TASK DIRECTIONS
Produce the records below again, word for word, but stop after the line that contains "soonest close first.".

RAW DATA
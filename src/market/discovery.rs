//! Market discovery for Up/Down markets via the Gamma API.

use std::time::Duration;

use async_trait::async_trait;
use regex::Regex;
use serde::Deserialize;
use serde_json::Value;
use time::format_description::well_known::Rfc3339;
use time::macros::format_description;
use time::{OffsetDateTime, PrimitiveDateTime};
use tracing::{debug, info, instrument, warn};

use super::types::{Leg, Market};
use crate::config::Config;
use crate::error::MarketError;

/// Source of tradeable markets.
#[async_trait]
pub trait MarketFeed: Send + Sync {
    /// Open markets worth trading, soonest close first.
    async fn active_markets(&self) -> Result<Vec<Market>, MarketError>;
}

/// Market as returned by Gamma `/markets`.
#[derive(Debug, Clone, Default, Deserialize)]
#[serde(rename_all = "camelCase")]
pub struct GammaMarket {
    /// Condition ID.
    pub condition_id: Option<String>,
    /// Market slug.
    pub slug: Option<String>,
    /// Question text.
    pub question: Option<String>,
    /// Close time (RFC 3339).
    pub end_date: Option<String>,
    /// Close time (ISO, sometimes date only).
    pub end_date_iso: Option<String>,
    /// Token IDs, either an array or a JSON-encoded string.
    pub clob_token_ids: Option<Value>,
    /// Structured outcome tokens.
    pub tokens: Option<Vec<GammaToken>>,
    /// Whether the market is closed.
    pub closed: Option<bool>,
}

/// Outcome token inside a Gamma market.
#[derive(Debug, Clone, Default, Deserialize)]
pub struct GammaToken {
    /// Outcome label ("Up" / "Down").
    #[serde(default)]
    pub outcome: String,
    /// Token ID.
    #[serde(default, alias = "tokenId", alias = "clobTokenId")]
    pub token_id: String,
}

/// Slug prefix regex for the configured assets.
pub fn slug_pattern(assets: &[String]) -> Result<Regex, MarketError> {
    let alternatives = assets
        .iter()
        .map(|a| regex::escape(a))
        .collect::<Vec<_>>()
        .join("|");
    Regex::new(&format!(r"^({})-up-or-down-", alternatives))
        .map_err(|e| MarketError::ParseError(format!("invalid asset pattern: {}", e)))
}

fn parse_close_time(raw: &str) -> Option<OffsetDateTime> {
    if let Ok(t) = OffsetDateTime::parse(raw, &Rfc3339) {
        return Some(t);
    }
    let naive = format_description!("[year]-[month]-[day]T[hour]:[minute]:[second]");
    PrimitiveDateTime::parse(raw, naive)
        .ok()
        .map(PrimitiveDateTime::assume_utc)
}

fn clob_token_ids(value: &Value) -> Vec<String> {
    match value {
        Value::Array(items) => items
            .iter()
            .filter_map(|v| v.as_str().map(str::to_string))
            .collect(),
        Value::String(encoded) => serde_json::from_str(encoded).unwrap_or_default(),
        _ => Vec::new(),
    }
}

/// Token IDs as `(up, down)`: structured tokens first, then `clobTokenIds[0..2]`.
fn extract_token_ids(raw: &GammaMarket) -> (Option<String>, Option<String>) {
    let mut up = None;
    let mut down = None;

    for token in raw.tokens.iter().flatten() {
        if token.token_id.is_empty() {
            continue;
        }
        match token.outcome.parse::<Leg>() {
            Ok(Leg::Up) => up = Some(token.token_id.clone()),
            Ok(Leg::Down) => down = Some(token.token_id.clone()),
            Err(_) => {}
        }
    }

    if up.is_none() || down.is_none() {
        let ids = raw.clob_token_ids.as_ref().map(clob_token_ids).unwrap_or_default();
        if up.is_none() {
            up = ids.first().cloned();
        }
        if down.is_none() {
            down = ids.get(1).cloned();
        }
    }

    (up, down)
}

/// Convert a Gamma market, or `None` if it lacks an ID, tokens or close time.
pub fn parse_market(raw: &GammaMarket) -> Option<Market> {
    let condition_id = raw.condition_id.clone().filter(|c| !c.is_empty())?;
    let close_time = raw
        .end_date
        .as_deref()
        .or(raw.end_date_iso.as_deref())
        .and_then(parse_close_time)?;
    let (up_token_id, down_token_id) = match extract_token_ids(raw) {
        (Some(up), Some(down)) => (up, down),
        _ => return None,
    };

    Some(Market {
        condition_id,
        slug: raw.slug.clone().unwrap_or_default(),
        up_token_id,
        down_token_id,
        close_time,
        question: raw.question.clone(),
    })
}

/// Keep markets closing within `max_age` of `now`, soonest first.
pub fn select_markets(markets: Vec<Market>, now: OffsetDateTime, max_age: Duration) -> Vec<Market> {
    let horizon = max_age.as_secs_f64() / 60.0;
    let mut open: Vec<Market> = markets
        .into_iter()
        .filter(|m| {
            let minutes = m.minutes_to_close_at(now);
            minutes > 0.0 && minutes <= horizon
        })
        .collect();
    open.sort_by_key(|m| m.close_time);
    open.dedup_by(|a, b| a.condition_id == b.condition_id);
    open
}

/// Finds Up/Down markets for the configured assets through Gamma.
#[derive(Debug, Clone)]
pub struct GammaMarketFinder {
    http: reqwest::Client,
    gamma_url: String,
    assets: Vec<String>,
    forced_slug: Option<String>,
    max_age: Duration,
}

impl GammaMarketFinder {
    /// Create a finder from config.
    pub fn new(http: reqwest::Client, config: &Config) -> Self {
        Self {
            http,
            gamma_url: config.polymarket_gamma_url.trim_end_matches('/').to_string(),
            assets: config.assets(),
            forced_slug: config.polymarket_market_slug.clone(),
            max_age: Duration::from_secs(config.max_market_age_h * 3600),
        }
    }

    async fn fetch(&self, query: &[(&str, String)]) -> Result<Vec<GammaMarket>, MarketError> {
        let url = format!("{}/markets", self.gamma_url);
        let response = self.http.get(&url).query(query).send().await?;

        if !response.status().is_success() {
            return Err(MarketError::FetchFailed {
                resource: url,
                reason: format!("HTTP {}", response.status()),
            });
        }

        // Either a bare array or `{ "data": [...] }`.
        let body: Value = response
            .json()
            .await
            .map_err(|e| MarketError::ParseError(format!("Failed to parse Gamma response: {}", e)))?;
        let items = match body {
            Value::Object(mut map) => map.remove("data").unwrap_or(Value::Array(Vec::new())),
            other => other,
        };
        serde_json::from_value(items)
            .map_err(|e| MarketError::ParseError(format!("Unexpected Gamma market shape: {}", e)))
    }

    /// Fetch one market by slug.
    #[instrument(skip(self))]
    pub async fn fetch_by_slug(&self, slug: &str) -> Result<Market, MarketError> {
        let raw = self.fetch(&[("slug", slug.to_string())]).await?;
        raw.iter()
            .find_map(parse_market)
            .ok_or_else(|| MarketError::FetchFailed {
                resource: slug.to_string(),
                reason: "market missing token IDs or close time".to_string(),
            })
    }

    /// Open markets matching the asset slug convention.
    #[instrument(skip(self))]
    async fn search(&self) -> Result<Vec<Market>, MarketError> {
        let pattern = slug_pattern(&self.assets)?;
        let now = OffsetDateTime::now_utc();
        let horizon = now + self.max_age;
        let fmt = |t: OffsetDateTime| t.format(&Rfc3339).unwrap_or_default();

        let raw = self
            .fetch(&[
                ("closed", "false".to_string()),
                ("limit", "500".to_string()),
                ("end_date_min", fmt(now)),
                ("end_date_max", fmt(horizon)),
            ])
            .await?;

        let total = raw.len();
        let parsed: Vec<Market> = raw
            .iter()
            .filter(|m| m.closed != Some(true))
            .filter(|m| m.slug.as_deref().is_some_and(|s| pattern.is_match(s)))
            .filter_map(parse_market)
            .collect();
        debug!(total, matching = parsed.len(), "Gamma markets scanned");

        Ok(parsed)
    }
}

#[async_trait]
impl MarketFeed for GammaMarketFinder {
    async fn active_markets(&self) -> Result<Vec<Market>, MarketError> {
        let markets = match &self.forced_slug {
            Some(slug) => vec![self.fetch_by_slug(slug).await?],
            None => self.search().await?,
        };

        let selected = select_markets(markets, OffsetDateTime::now_utc(), self.max_age);
        if selected.is_empty() {
            warn!(assets = ?self.assets, "no open up/down markets within the age window");
        } else {
            info!(count = selected.len(), "active markets discovered");
        }
        Ok(selected)
    }
}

TASK OUTPUT
filename src/market/discovery.rs
//! Market discovery for Up/Down markets via the Gamma API.

use std::time::Duration;

use async_trait::async_trait;
use regex::Regex;
use serde::Deserialize;
use serde_json::Value;
use time::format_description::well_known::Rfc3339;
use time::macros::format_description;
use time::{OffsetDateTime, PrimitiveDateTime};
use tracing::{debug, info, instrument, warn};

use super::types::{Leg, Market};
use crate::config::Config;
use crate::error::MarketError;

/// Source of tradeable markets.
#[async_trait]
pub trait MarketFeed: Send + Sync {
    /// Open markets worth trading, soonest close first.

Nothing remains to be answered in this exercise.